Read this next: 5 of the best studio hacks
Amazingly, it was cobbled together on second-hand equipment in Plimmer’s home studio. It’s decorated with lucky trinkets, he tells us, looking around the room: fossils, acorns, feathers, a bird-shaped whistle from fellow beatmaker Flako, all of which provide a calming backdrop to his day job making posters and record sleeves. Plimmer studied graphic design, but “wasn’t much of a designer”, instead drawn to the more hands-on skill of print-making. He spends hours playing with shapes and patterns, a repetitive, meditative process that feels like an outgrowth of his talents as a drummer.
He learned to play as a teenager, drawing inspiration from his dad’s “wall of records” – Talking Heads, Bill Withers, Grace Jones – but swapped drumsticks for decks at college. He discovered dubstep at DMZ in Brixton and soon started testing his own productions at CDR, the bring-your-own-tunes party at Plastic People, where he would “hide in a dark corner and make notes”. He’s not much of a raver these days, preferring to be at home in his studio. “I’m a bit of an introvert,” he admits. “That’s why I like DJing – it’s social, but there’s a bit of a barrier.”
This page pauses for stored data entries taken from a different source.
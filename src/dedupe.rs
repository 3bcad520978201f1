//! Per-run duplicate suppression.
//!
//! Nothing here persists: every set lives for one crawl and is dropped with
//! the spider.

use std::collections::HashSet;
use std::hash::Hash;
use tracing::{debug, info};

use crate::models::FeedRecord;

/// A set of keys already handled during this run.
#[derive(Debug)]
pub struct SeenSet<K> {
    seen: HashSet<K>,
}

impl<K: Eq + Hash> Default for SeenSet<K> {
    fn default() -> Self {
        Self {
            seen: HashSet::new(),
        }
    }
}

impl<K: Eq + Hash> SeenSet<K> {
    pub fn new() -> Self {
        Self::default()
    }

    /// Record `key`; returns `true` the first time it is seen.
    pub fn insert(&mut self, key: K) -> bool {
        self.seen.insert(key)
    }
}

/// Final pipeline stage: drops records whose de-dup key was already emitted.
///
/// Records that carry no key are always passed through.
#[derive(Debug, Default)]
pub struct DedupePipeline {
    seen: SeenSet<String>,
    dropped: usize,
}

impl DedupePipeline {
    pub fn new() -> Self {
        Self::default()
    }

    /// Returns the record if it should be emitted, `None` if it is a duplicate.
    pub fn process<R: FeedRecord>(&mut self, record: R) -> Option<R> {
        let Some(key) = record.dedupe_key() else {
            return Some(record);
        };
        if self.seen.insert(key.to_string()) {
            Some(record)
        } else {
            self.dropped += 1;
            debug!(key, "Dropping duplicate record");
            None
        }
    }

    /// Run `records` through the pipeline, preserving order.
    pub fn filter<R: FeedRecord>(&mut self, records: Vec<R>) -> Vec<R> {
        let before = records.len();
        let kept: Vec<R> = records.into_iter().filter_map(|r| self.process(r)).collect();
        if kept.len() != before {
            info!(
                dropped = before - kept.len(),
                kept = kept.len(),
                "Removed duplicate records"
            );
        }
        kept
    }

    pub fn dropped(&self) -> usize {
        self.dropped
    }
}

#[cfg(test)]
mod tests {
    use super::*;
    use crate::models::ReportRecord;

    fn report(original_id: Option<&str>, title: &str) -> ReportRecord {
        ReportRecord {
            title: Some(title.to_string()),
            original_id: original_id.map(str::to_string),
            ..ReportRecord::default()
        }
    }

    #[test]
    fn test_same_key_emitted_once() {
        let mut pipeline = DedupePipeline::new();
        let out = pipeline.filter(vec![report(Some("87001"), "first"), report(Some("87001"), "second")]);
        assert_eq!(out.len(), 1);
        assert_eq!(out[0].title.as_deref(), Some("first"));
        assert_eq!(pipeline.dropped(), 1);
    }

    #[test]
    fn test_distinct_and_missing_keys_pass() {
        let mut pipeline = DedupePipeline::new();
        let out = pipeline.filter(vec![
            report(Some("1"), "a"),
            report(Some("2"), "b"),
            report(None, "c"),
            report(None, "d"),
        ]);
        assert_eq!(out.len(), 4);
        assert_eq!(pipeline.dropped(), 0);
    }

    #[test]
    fn test_seen_set() {
        let mut seen = SeenSet::new();
        assert!(seen.insert("https://news.naver.com/article/1/2"));
        assert!(!seen.insert("https://news.naver.com/article/1/2"));
        assert!(seen.insert("https://news.naver.com/article/1/3"));
    }
}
Read this next: A brief history of Aphex Twin in the mix
Each collab on ‘Next To Nothing’ came about in one or two sessions, pieced together on the fly; for hazy instrumental ‘2 Minute Switch’ with multi-instrumentalist Pie Eye Collective, they took turns writing in two-minute blasts. It’s a thing coders do, he explains, “just to get the ideas going”. Coding has been on Plimmer’s mind lately. In February he put on a live show at the Southbank with AI expert Ben Hayes and a virtual bandmate: an AI that spews out musical ideas using Google’s neural networks. “The process is weirdly organic, because nobody can guess how it will react,” he says – ideal for a musician who likes to play it by ear.
His next gig is a different challenge: improvising with trumpeter Yazz Ahmed at the Royal Albert Hall. He’s not afraid of making the odd mistake; in fact, he welcomes them, a lesson learned from his favourite LA beatmakers. “I rely a lot on happy accidents. Ras G used to call it ‘seasoning’,” he says. “Rather than spending hours fine-tuning a kick-drum, I prefer to just lay stuff down – be in the moment.”